バイオフィルムに対する薬力学的パラメーターとしては、様々な指標が提唱されている 3)。 バイオフィルム外への微生物の増殖阻害濃度を示す最小バイオフィルム発育阻止濃度(Minimum Biofilm Inhibition Concentration, MBIC)、バイオフィルム内微生物を 99.9 %以上殺菌する濃度を示す最小バイオフィルム殺菌濃度(Minimum Biofilm Bactericidal Concentration, MBBC)、バイオフィルム内微生物の完全殺菌濃度を示す最小バイオフィルム撲滅濃度(Minimum Biofilm Eradication Concentration, MBEC)などが挙げられる。 Qu らは、 MBIC、 MBBC 及び MBEC の測定の重要性を説いている 10)。ここでは、本法を用いた MBIC、MBBC 及び MBEC の逐次測定について紹介する。
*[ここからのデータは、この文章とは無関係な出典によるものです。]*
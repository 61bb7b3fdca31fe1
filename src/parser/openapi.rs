// src/parser/openapi.rs

use serde::Serialize;
use serde_json::{Map, Value};
use std::fs::File;
use std::io::Read;
use std::path::Path;
use thiserror::Error;
use tracing::{debug, warn};

/// HTTP verbs recognized as operations inside a path item. Any other key
/// (`parameters`, `servers`, vendor extensions) is ignored.
const HTTP_METHODS: [&str; 7] = ["get", "post", "put", "delete", "patch", "head", "options"];

#[derive(Debug, Error)]
pub enum ParserError {
    #[error("IO error: {0}")]
    IoError(#[from] std::io::Error),

    #[error("JSON parsing error: {0}")]
    JsonError(#[from] serde_json::Error),

    #[cfg(feature = "yaml")]
    #[error("YAML parsing error: {0}")]
    YamlError(#[from] serde_yaml::Error),

    #[error("YAML support is not compiled in; rebuild with the `yaml` feature to read YAML specifications")]
    YamlUnavailable,

    #[error("could not determine the document format ({attempts})")]
    FormatUndetermined { attempts: String },

    #[error("the document root must be a mapping")]
    InvalidTopLevel,

    #[error("the document has neither an `openapi` nor a `swagger` field")]
    NotAnApiSpec,

    #[error("malformed operation node for {method} {path}")]
    InvalidOperationNode { path: String, method: String },
}

pub type Result<T> = std::result::Result<T, ParserError>;

/// Declared format of an uploaded specification, usually taken from the
/// file extension. `Unknown` triggers content auto-detection.
#[derive(Debug, Clone, Copy, PartialEq, Eq)]
pub enum FormatHint {
    Json,
    Yaml,
    Unknown,
}

impl FormatHint {
    pub fn from_path<P: AsRef<Path>>(path: P) -> Self {
        match path.as_ref().extension().and_then(|ext| ext.to_str()) {
            Some(ext) => Self::from_extension(ext),
            None => FormatHint::Unknown,
        }
    }

    pub fn from_file_name(name: &str) -> Self {
        Self::from_path(Path::new(name))
    }

    fn from_extension(extension: &str) -> Self {
        match extension.to_lowercase().as_str() {
            "json" => FormatHint::Json,
            "yaml" | "yml" => FormatHint::Yaml,
            _ => FormatHint::Unknown,
        }
    }
}

/// One endpoint operation extracted from a specification.
///
/// Duplicate `(path, method)` pairs are preserved exactly as declared, and
/// the final list is sorted by `(path, method)` so downstream consumers can
/// rely on a deterministic "first endpoint".
#[derive(Debug, Clone, PartialEq, Serialize)]
pub struct ApiEndpoint {
    /// The path template as written in the spec (e.g. "/users/{id}")
    pub path: String,

    /// The path prefixed with the first declared server URL, when present
    pub full_path: String,

    /// HTTP method, uppercase
    pub method: String,

    pub operation_id: String,
    pub summary: String,
    pub description: String,

    pub parameters: Vec<ApiParameter>,

    /// Whether the operation declares a `requestBody` (presence only; the
    /// body schema is not inspected)
    pub has_request_body: bool,

    pub tags: Vec<String>,

    /// Status codes declared under `responses`, as spelled in the spec
    pub responses: Vec<String>,
}

/// One declared parameter of an endpoint operation.
#[derive(Debug, Clone, PartialEq, Serialize)]
pub struct ApiParameter {
    pub name: String,

    /// Where the parameter lives: path, query, header or cookie
    #[serde(rename = "in")]
    pub location: String,

    pub required: bool,

    /// `schema.type`, defaulting to "string" when undeclared
    #[serde(rename = "type")]
    pub param_type: String,

    pub description: String,
}

/// Parse a specification file; the extension decides the format hint.
pub fn parse_spec_file<P: AsRef<Path>>(path: P) -> Result<Vec<ApiEndpoint>> {
    let hint = FormatHint::from_path(&path);
    let mut file = File::open(path)?;
    let mut content = String::new();
    file.read_to_string(&mut content)?;

    parse_spec(&content, hint)
}

/// Parse specification text into the normalized endpoint list.
pub fn parse_spec(content: &str, hint: FormatHint) -> Result<Vec<ApiEndpoint>> {
    let document = load_document(content, hint)?;
    parse_endpoints(&document)
}

/// Turn raw JSON or YAML text into a document tree and check that it looks
/// like an OpenAPI specification at the top level.
pub fn load_document(content: &str, hint: FormatHint) -> Result<Value> {
    let document = match hint {
        FormatHint::Json => serde_json::from_str(content)?,
        FormatHint::Yaml => parse_yaml(content)?,
        FormatHint::Unknown => detect_and_parse(content)?,
    };

    let root = document.as_object().ok_or(ParserError::InvalidTopLevel)?;
    if !root.contains_key("openapi") && !root.contains_key("swagger") {
        return Err(ParserError::NotAnApiSpec);
    }

    if let Some(version) = root.get("openapi").and_then(Value::as_str) {
        debug!(version, "loaded OpenAPI document");
    } else if let Some(version) = root.get("swagger").and_then(Value::as_str) {
        debug!(version, "loaded Swagger document");
    }

    Ok(document)
}

/// Formats tried when no hint is available, in declaration order. JSON must
/// come first: JSON is a YAML subset, so the reverse order would misreport
/// broken JSON uploads as YAML errors.
fn detection_order() -> Vec<(&'static str, fn(&str) -> std::result::Result<Value, String>)> {
    let mut order: Vec<(&'static str, fn(&str) -> std::result::Result<Value, String>)> =
        Vec::new();
    order.push(("JSON", try_json));
    #[cfg(feature = "yaml")]
    order.push(("YAML", try_yaml));
    order
}

fn try_json(content: &str) -> std::result::Result<Value, String> {
    serde_json::from_str(content).map_err(|err| err.to_string())
}

#[cfg(feature = "yaml")]
fn try_yaml(content: &str) -> std::result::Result<Value, String> {
    serde_yaml::from_str(content).map_err(|err| err.to_string())
}

fn detect_and_parse(content: &str) -> Result<Value> {
    let mut attempts = Vec::new();
    for (format, parse) in detection_order() {
        match parse(content) {
            Ok(value) => {
                debug!(format, "auto-detected specification format");
                return Ok(value);
            }
            Err(reason) => attempts.push(format!("{format}: {reason}")),
        }
    }

    #[cfg(not(feature = "yaml"))]
    attempts.push("YAML: support not compiled in (enable the `yaml` feature)".to_string());

    Err(ParserError::FormatUndetermined {
        attempts: attempts.join("; "),
    })
}

#[cfg(feature = "yaml")]
fn parse_yaml(content: &str) -> Result<Value> {
    Ok(serde_yaml::from_str(content)?)
}

#[cfg(not(feature = "yaml"))]
fn parse_yaml(_content: &str) -> Result<Value> {
    Err(ParserError::YamlUnavailable)
}

/// Walk the `paths` object and collect every endpoint operation.
///
/// A spec without paths is valid and yields an empty list; only a
/// structurally broken operation node is an error.
pub fn parse_endpoints(document: &Value) -> Result<Vec<ApiEndpoint>> {
    let base_url = document
        .get("servers")
        .and_then(Value::as_array)
        .and_then(|servers| servers.first())
        .and_then(|server| server.get("url"))
        .and_then(Value::as_str)
        .unwrap_or("")
        .to_string();

    let paths = match document.get("paths").and_then(Value::as_object) {
        Some(paths) if !paths.is_empty() => paths,
        _ => {
            warn!("specification declares no paths; nothing to generate from");
            return Ok(Vec::new());
        }
    };

    let mut endpoints = Vec::new();
    for (path, path_item) in paths {
        let path_object = match path_item.as_object() {
            Some(object) => object,
            None => continue,
        };

        for (key, operation) in path_object {
            let method = key.to_lowercase();
            if !HTTP_METHODS.contains(&method.as_str()) {
                continue;
            }

            let operation = operation
                .as_object()
                .ok_or_else(|| ParserError::InvalidOperationNode {
                    path: path.clone(),
                    method: method.to_uppercase(),
                })?;

            endpoints.push(normalize_endpoint(path, &base_url, &method, operation));
        }
    }

    endpoints.sort_by(|a, b| a.path.cmp(&b.path).then_with(|| a.method.cmp(&b.method)));
    debug!(count = endpoints.len(), "parsed endpoint operations");

    Ok(endpoints)
}

/// All endpoint field defaulting lives here.
fn normalize_endpoint(
    path: &str,
    base_url: &str,
    method: &str,
    operation: &Map<String, Value>,
) -> ApiEndpoint {
    let parameters = operation
        .get("parameters")
        .and_then(Value::as_array)
        .map(|parameters| {
            parameters
                .iter()
                .filter_map(Value::as_object)
                .map(normalize_parameter)
                .collect()
        })
        .unwrap_or_default();

    let tags = operation
        .get("tags")
        .and_then(Value::as_array)
        .map(|tags| {
            tags.iter()
                .filter_map(Value::as_str)
                .map(String::from)
                .collect()
        })
        .unwrap_or_default();

    let responses = operation
        .get("responses")
        .and_then(Value::as_object)
        .map(|responses| responses.keys().cloned().collect())
        .unwrap_or_default();

    ApiEndpoint {
        path: path.to_string(),
        full_path: format!("{base_url}{path}"),
        method: method.to_uppercase(),
        operation_id: string_field(operation, "operationId"),
        summary: string_field(operation, "summary"),
        description: string_field(operation, "description"),
        parameters,
        has_request_body: operation.contains_key("requestBody"),
        tags,
        responses,
    }
}

fn normalize_parameter(parameter: &Map<String, Value>) -> ApiParameter {
    ApiParameter {
        name: string_field(parameter, "name"),
        location: string_field(parameter, "in"),
        required: parameter
            .get("required")
            .and_then(Value::as_bool)
            .unwrap_or(false),
        param_type: parameter
            .get("schema")
            .and_then(|schema| schema.get("type"))
            .and_then(Value::as_str)
            .unwrap_or("string")
            .to_string(),
        description: string_field(parameter, "description"),
    }
}

fn string_field(object: &Map<String, Value>, key: &str) -> String {
    object
        .get(key)
        .and_then(Value::as_str)
        .unwrap_or("")
        .to_string()
}
//! Gyroscope sample types
//!
//! Samples move through three representations on every control tick:
//!
//! ```text
//! RawSample --(bias, sensitivity)--> ConditionedSample --(/ 32768)--> NormalizedSample
//! ```
//!
//! The degrees-per-second value is for display; the normalized value is for
//! gesture matching. Both are derived from the same bias-corrected count and
//! neither is computed from the other.

use nalgebra::Vector3;

/// Half-width of the signed 16-bit output range
pub const RAW_HALF_RANGE: f32 = 32768.0;

/// Angular rate scaled into [-1, 1], one entry per axis
pub type NormalizedSample = Vector3<f32>;

/// One raw angular-rate reading in device counts (two's complement)
#[derive(Debug, Clone, Copy, PartialEq, Eq, Default)]
pub struct RawSample {
    pub x: i16,
    pub y: i16,
    pub z: i16,
}

impl RawSample {
    pub const fn new(x: i16, y: i16, z: i16) -> Self {
        Self { x, y, z }
    }

    /// Decode the six output bytes of the gyroscope
    ///
    /// Bytes are ordered `X_L, X_H, Y_L, Y_H, Z_L, Z_H`. Each axis is
    /// combined as `(high << 8) | low` and reinterpreted as signed.
    pub fn from_le_bytes(bytes: &[u8; 6]) -> Self {
        Self {
            x: i16::from_le_bytes([bytes[0], bytes[1]]),
            y: i16::from_le_bytes([bytes[2], bytes[3]]),
            z: i16::from_le_bytes([bytes[4], bytes[5]]),
        }
    }

    /// Axis values as floats, X/Y/Z order
    pub fn to_vector(self) -> Vector3<f32> {
        Vector3::new(self.x as f32, self.y as f32, self.z as f32)
    }
}

/// Steady-state offset in raw counts, subtracted before scaling
#[derive(Debug, Clone, Copy, PartialEq)]
pub struct Bias(pub Vector3<f32>);

impl Bias {
    pub fn new(x: f32, y: f32, z: f32) -> Self {
        Self(Vector3::new(x, y, z))
    }

    pub fn zero() -> Self {
        Self(Vector3::zeros())
    }

    /// Subtract the bias from a raw reading
    pub fn correct(&self, raw: RawSample) -> Vector3<f32> {
        raw.to_vector() - self.0
    }
}

/// Bias-corrected reading in engineering units
#[derive(Debug, Clone, Copy, PartialEq)]
pub struct ConditionedSample {
    /// Angular rate in degrees per second
    pub dps: Vector3<f32>,
    /// Bias-corrected value in raw counts (equal to `raw` when uncalibrated)
    pub corrected: Vector3<f32>,
    /// The reading this sample was derived from
    pub raw: RawSample,
}

#[cfg(test)]
mod tests {
    use super::*;

    #[test]
    fn test_decode_little_endian_axis() {
        let sample = RawSample::from_le_bytes(&[0x34, 0x12, 0x00, 0x00, 0x00, 0x00]);
        assert_eq!(sample.x, 0x1234);
        assert_eq!(sample.y, 0);
        assert_eq!(sample.z, 0);
    }

    #[test]
    fn test_decode_negative_twos_complement() {
        let sample = RawSample::from_le_bytes(&[0xFF, 0xFF, 0x00, 0x80, 0xFF, 0x7F]);
        assert_eq!(sample.x, -1);
        assert_eq!(sample.y, i16::MIN);
        assert_eq!(sample.z, i16::MAX);
    }

    #[test]
    fn test_decode_axis_order() {
        let sample = RawSample::from_le_bytes(&[0x01, 0x00, 0x02, 0x00, 0x03, 0x00]);
        assert_eq!(sample, RawSample::new(1, 2, 3));
    }

    #[test]
    fn test_bias_correct() {
        let bias = Bias::new(10.0, -4.5, 0.25);
        let corrected = bias.correct(RawSample::new(12, -4, 0));
        assert!((corrected.x - 2.0).abs() < 1e-6);
        assert!((corrected.y - 0.5).abs() < 1e-6);
        assert!((corrected.z + 0.25).abs() < 1e-6);
    }
}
まず、 表 1 の条件に従って、マイクロプレート用フタに設置した 96 ピンへバイオフィルムを形成させる(図 4:@〜A)。 次に、96 ピン付きマイクロプレート用フタを滅菌生理食塩水で 3 回洗浄後、 2 倍希釈系列濃度の抗生物質/培地 200 μl を分注した 96 ウェルマイクロプレートへ被せ、 20 時間インキュベーションする(図 4:B)。インキュベーション後、受けプレートの吸光度測定(660 nm)を行い、吸光度が 0.1 以下のウェルを阻止と判定し、MBIC を測定する(図 4:C)。次に、抗生物質に接触させた 96 ピン付きマイクロプレート用フタを滅菌生理食塩水で 3 回洗浄後、新鮮培地 200 μl を分注した 96 ウェルマイクロプレートへ移し、24 時間インキュベーションする(回復培養)(図 4:D)。 回復培養後、同様にして受けプレートの吸光度測定(660 nm)を行い、MBBC を測定する(図 4:E)。 さらに、96 ピン付きマイクロプレート用フタを滅菌生理食塩水で 3 回洗浄後、検出試薬含有 Mueller-Hinton broth を 200 μl 分注した 96 ウェルマイクロプレートへ移し、一定時間反応させる(図 4:F)。 2〜6 時間反応後、マイクロプレートリーダを用いて受けプレートの吸光度測定(460 nm)を行う(図 4:G)。コントロール(抗生物質処理なしのバイオフィルム)が吸光度 3.0 以上に達した際、サンプル(各種濃度の抗生物質処理後のバイオフィルム)とブランク(バイオフィルムなし)の吸光度差が 0.1 以下を示す濃度を MBEC とする 6)。
本法を用いて、黄色ブドウ球菌 S. aureus NBRC13276 のバイオフィルムを対象として、代表的な抗生物質とその併用効果について評価を行った 6)。
まず、抗生物質単独での MBIC、MBBC 及び MBEC の逐次測定を行ったところ、いずれの抗生物質においても MBIC < MBBC < MBEC の傾向を示した。 また、いずれの抗生物質もバイオフィルム外への微生物の増殖阻止は可能であった(MBIC)。 バイオフィルム内の微生物殺菌の指標となる MBEC に関しては、ほとんどの抗生物質が無効(> 1024 μg/ml)であったが、Doxycycline、Minocycline、 Tigecycline、 Vancomycin は高濃度ではあるが有効性を示した(表2)。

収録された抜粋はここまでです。